A homenagem prestada ao presidente Luiz Inácio Lula da Silva durante o desfile da escola de samba Acadêmicos de Niterói, na noite desse domingo (15), no Sambódromo da Marquês da Sapucaí, gerou forte reação de políticos e apoiadores da direita.
Conservadores afirmaram que o enredo exaltou a trajetória de Lula e omitiu episódios como investigações, condenações posteriormente anuladas e o período em que o petista esteve preso. Segundo eles, o desfile configuraria propaganda antecipada em ano eleitoral e possível abuso de poder político, já que Lula é pré-candidato à reeleição.
O desfile, que teria sido parcialmente custeado com recursos federais, também retratou o ex-presidente Jair Bolsonaro como um palhaço preso. Lula acompanhou a apresentação em um camarote ao lado da primeira-dama Rosângela Lula da Silva, conhecida como Janja. Em determinado momento, o presidente desceu até a avenida junto ao prefeito do Rio de Janeiro, Eduardo Paes, para cumprimentar integrantes da escola.
Reações da direita
A ex-primeira-dama Michelle Bolsonaro compartilhou um vídeo nas redes sociais mostrando Bolsonaro representado como um palhaço atrás das grades com tornozeleira eletrônica. Na publicação, afirmou: “Quem foi preso por corrupção foi Luiz Inácio Lula da Silva. Isso é registro judicial e não opinião”.
O deputado federal Nikolas Ferreira declarou que, se o desfile tivesse ocorrido em 2022, Bolsonaro teria sido alvo de medidas judiciais. “Se esse desfile fosse em 2022: Bolsonaro estaria preso, busca e apreensão no PL, apreensão no barracão da escola, apreensão dos carros alegóricos e inelegibilidade vitalícia”, escreveu.
Se esse desfile fosse em 2022:
— Nikolas Ferreira (@nikolas_dm) February 16, 2026
Bolsonaro estaria preso, busca e apreensão no PL, apreensão no barracão da escola, apreensão dos carros alegóricos e o inegibilidade vitalícia.

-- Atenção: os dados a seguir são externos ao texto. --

use alloc::vec::Vec;
use core::fmt::Write;

use heapless::String;
use serde::Serialize;

use crate::config::{Capabilities, Capability, DeviceConfig};
use crate::identity::DeviceIdentity;
use crate::sensors::{ClimateReading, Co2Reading};

/// Rendered scalar, e.g. `"1013.25"`
pub type MeasureValue = String<16>;

#[derive(Debug, Clone, Copy, PartialEq, Eq, Serialize)]
pub enum SensorKind {
    #[serde(rename = "temp")]
    Temperature,
    #[serde(rename = "pressure")]
    Pressure,
    #[serde(rename = "humidity")]
    Humidity,
    #[serde(rename = "co2")]
    Co2,
}

/// One published scalar measurement
#[derive(Debug, Clone, PartialEq, Serialize)]
pub struct TelemetryEnvelope<'a> {
    pub sensor_type: SensorKind,
    pub measure_value: MeasureValue,
    pub controller_id: &'a str,
}

impl TelemetryEnvelope<'_> {
    pub fn to_json(&self) -> Result<Vec<u8>, serde_json::Error> {
        serde_json::to_vec(self)
    }
}

/// Envelopes for one climate reading: temperature, pressure and humidity
pub fn climate_envelopes<'a>(
    reading: &ClimateReading,
    controller_id: &'a str,
) -> [TelemetryEnvelope<'a>; 3] {
    [
        TelemetryEnvelope {
            sensor_type: SensorKind::Temperature,
            measure_value: decimal(reading.temperature),
            controller_id,
        },
        TelemetryEnvelope {
            sensor_type: SensorKind::Pressure,
            measure_value: decimal(reading.pressure / 100.0),
            controller_id,
        },
        TelemetryEnvelope {
            sensor_type: SensorKind::Humidity,
            measure_value: decimal(reading.humidity),
            controller_id,
        },
    ]
}

pub fn co2_envelope<'a>(reading: &Co2Reading, controller_id: &'a str) -> TelemetryEnvelope<'a> {
    let mut measure_value = MeasureValue::new();
    // u16 always fits
    let _ = write!(measure_value, "{}", reading.co2_ppm);
    TelemetryEnvelope {
        sensor_type: SensorKind::Co2,
        measure_value,
        controller_id,
    }
}

/// Two decimals. Values too wide for the buffer (never produced by the
/// supported sensors) render as `"nan"`.
fn decimal(value: f32) -> MeasureValue {
    let mut text = MeasureValue::new();
    if write!(text, "{:.2}", value).is_err() {
        text.clear();
        let _ = text.push_str("nan");
    }
    text
}

/// Published once per broker session so the backend learns what this node
/// measures.
#[derive(Debug, Clone, PartialEq, Eq, Serialize)]
pub struct CapabilityAnnouncement<'a> {
    pub room_name: &'a str,
    pub controller_id: &'a str,
    pub controller_name: &'a str,
    pub has_co2: bool,
    pub has_temp: bool,
    pub has_humidity: bool,
    pub has_pressure: bool,
    pub has_db: bool,
}

impl<'a> CapabilityAnnouncement<'a> {
    /// `available` holds the capabilities whose sensor came up; only those
    /// also enabled in `config` are announced.
    pub fn new(
        identity: &'a DeviceIdentity,
        config: &'a DeviceConfig,
        available: Capabilities,
    ) -> Self {
        let active = config.capabilities & available;
        Self {
            room_name: &config.room,
            controller_id: identity.as_str(),
            controller_name: &config.sensor_name,
            has_co2: active.has(Capability::Co2),
            has_temp: active.has(Capability::Climate),
            has_humidity: active.has(Capability::Climate),
            has_pressure: active.has(Capability::Climate),
            has_db: active.has(Capability::Microphone),
        }
    }

    pub fn to_json(&self) -> Result<Vec<u8>, serde_json::Error> {
        serde_json::to_vec(self)
    }
}

#[cfg(test)]
mod tests {
    use super::*;
    use crate::testing::{sample_config, sample_identity};

    #[test]
    fn pressure_is_reported_in_hpa() {
        let reading = ClimateReading {
            temperature: 21.456,
            pressure: 101_325.0,
            humidity: 40.0,
        };
        let [temp, pressure, humidity] = climate_envelopes(&reading, "id");
        assert_eq!(temp.measure_value.as_str(), "21.46");
        assert_eq!(pressure.measure_value.as_str(), "1013.25");
        assert_eq!(humidity.measure_value.as_str(), "40.00");
    }

    #[test]
    fn envelope_json_layout() {
        let envelope = co2_envelope(&Co2Reading { co2_ppm: 612 }, "24:0A:C4:12:34:FF");
        let json = envelope.to_json().unwrap();
        assert_eq!(
            core::str::from_utf8(&json).unwrap(),
            r#"{"sensor_type":"co2","measure_value":"612","controller_id":"24:0A:C4:12:34:FF"}"#
        );
    }

    #[test]
    fn announcement_only_lists_working_enabled_capabilities() {
        let identity = sample_identity();
        let mut config = sample_config();
        config.capabilities = Capabilities::CLIMATE | Capabilities::CO2;

        let announcement =
            CapabilityAnnouncement::new(&identity, &config, Capabilities::CLIMATE | Capabilities::MICROPHONE);

        assert!(announcement.has_temp);
        assert!(announcement.has_humidity);
        assert!(announcement.has_pressure);
        assert!(!announcement.has_co2);
        assert!(!announcement.has_db);
    }

    #[test]
    fn announcement_json_keys() {
        let identity = sample_identity();
        let config = sample_config();
        let json = CapabilityAnnouncement::new(&identity, &config, Capabilities::all())
            .to_json()
            .unwrap();
        let text = core::str::from_utf8(&json).unwrap();
        assert!(text.starts_with(r#"{"room_name":"Living room","controller_id":"24:0A:C4:12:34:FF""#));
        assert!(text.contains(r#""controller_name":"node-1""#));
        assert!(text.contains(r#""has_db":false"#));
    }
}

Já o senador e pré-candidato à Presidência Flávio Bolsonaro divulgou um vídeo produzido com uso de inteligência artificial, no qual um samba-enredo chama Lula de ladrão e se refere à primeira-dama como “esbanja”, mencionando gastos do casal, o escândalo do INSS, sigilos governamentais e a situação financeira de estatais. “Diferente do desfile eleitoral do Lula, esse vídeo não usou dinheiro dos impostos”, afirmou.
Diferente do desfile eleitoral do Lula, esse vídeo não usou dinheiro dos impostos… pic.twitter.com/duR7c9n89E
— Flavio Bolsonaro (@FlavioBolsonaro) February 15, 2026
O governador de Minas Gerais, Romeu Zema, também compartilhou um samba-enredo criado com inteligência artificial, citando casos como o Mensalão, o Petrolão e o Banco Master, além de cobrar promessas de campanha: “Cadê minha picanha”.

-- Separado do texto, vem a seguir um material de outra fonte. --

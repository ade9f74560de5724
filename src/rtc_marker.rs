use core::ptr::{addr_of, addr_of_mut};

use crate::reset_intent::BootMarker;

// RTC fast memory keeps its content across a software or reset-button reset
// and holds garbage after power-on.
#[esp_hal::ram(unstable(rtc_fast, persistent))]
static mut DOUBLE_RESET_MARKER: u32 = 0;

/// Reset marker word in RTC fast memory
#[derive(Debug, Clone, Copy, Default)]
pub struct RtcMarker;

impl BootMarker for RtcMarker {
    fn read(&self) -> u32 {
        // SAFETY: single core, only accessed through this handle from the main
        // executor; volatile so the access is never elided.
        unsafe { core::ptr::read_volatile(addr_of!(DOUBLE_RESET_MARKER)) }
    }

    fn write(&mut self, value: u32) {
        // SAFETY: see `read`
        unsafe { core::ptr::write_volatile(addr_of_mut!(DOUBLE_RESET_MARKER), value) }
    }
}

E se o Lula recebesse uma homenagem sincera nesse carnaval? Seria mais ou menos assim… pic.twitter.com/e8KsLjIsbI
— Romeu Zema (@RomeuZema) February 12, 2026
Críticas e medidas judiciais
O ex-secretário de Comunicação do governo Bolsonaro, Fábio Wajngarten, classificou o desfile como “vergonhoso” e afirmou que pretende acionar a Justiça Eleitoral. “A inelegibilidade é certa”, escreveu.

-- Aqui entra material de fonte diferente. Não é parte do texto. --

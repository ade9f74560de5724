use embassy_net::{
    dns::{DnsQueryType, Error as DnsError},
    tcp::{ConnectError, TcpSocket},
    IpAddress, Ipv4Address, Stack,
};
use embassy_time::Duration;

const SOCKET_TIMEOUT: Duration = Duration::from_secs(30);

#[derive(Debug)]
pub enum Error {
    #[allow(dead_code)]
    DnsQueryFailed(DnsError),
    DnsLookupFailed,
    #[allow(dead_code)]
    SocketConnectionError(ConnectError),
}

/// Opens a plain TCP connection to `host`, an IPv4 literal or a DNS name
pub async fn connect<'a>(
    stack: Stack<'static>,
    rx_buffer: &'a mut [u8],
    tx_buffer: &'a mut [u8],
    hostname: &str,
    port: u16,
) -> Result<TcpSocket<'a>, Error> {
    let addr = match hostname.parse::<Ipv4Address>() {
        Ok(ip) => IpAddress::Ipv4(ip),
        Err(_) => stack
            .dns_query(hostname, DnsQueryType::A)
            .await
            .map_err(Error::DnsQueryFailed)?
            .first()
            .copied()
            .ok_or(Error::DnsLookupFailed)?,
    };

    let mut socket = TcpSocket::new(stack, rx_buffer, tx_buffer);
    socket.set_timeout(Some(SOCKET_TIMEOUT));

    log::info!("Connecting TCP socket to {}:{}", hostname, port);
    socket
        .connect((addr, port))
        .await
        .map_err(Error::SocketConnectionError)?;
    log::info!("TCP connected");

    Ok(socket)
}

O deputado federal Filipe Barros criticou os organizadores, afirmando que o desfile “zomba dos evangélicos e da perseguição política que Bolsonaro está passando” e destacou que a população estaria financiando o evento com recursos públicos.
Partidos e lideranças de direita recorreram a órgãos de controle, como o Tribunal de Contas da União, além da Justiça comum e do Tribunal Superior Eleitoral, para tentar impedir a apresentação em ano eleitoral. No entanto, nenhuma decisão foi favorável aos pedidos.
No TSE, a ministra Cármen Lúcia afirmou que proibir previamente o desfile configuraria censura, lembrando que, em 2022, votou a favor da retirada de um documentário da Brasil Paralelo, mas, neste caso, entendeu que a restrição seria inadequada.
Debate político
O episódio reacendeu o debate sobre os limites entre manifestações culturais e propaganda política, especialmente em período pré-eleitoral. Enquanto aliados de Lula defendem a liberdade artística das escolas de samba, críticos argumentam que houve uso indevido de recursos públicos e favorecimento político.
A controvérsia deve continuar repercutindo nos próximos dias, com possíveis novos desdobramentos na Justiça e nas redes sociais.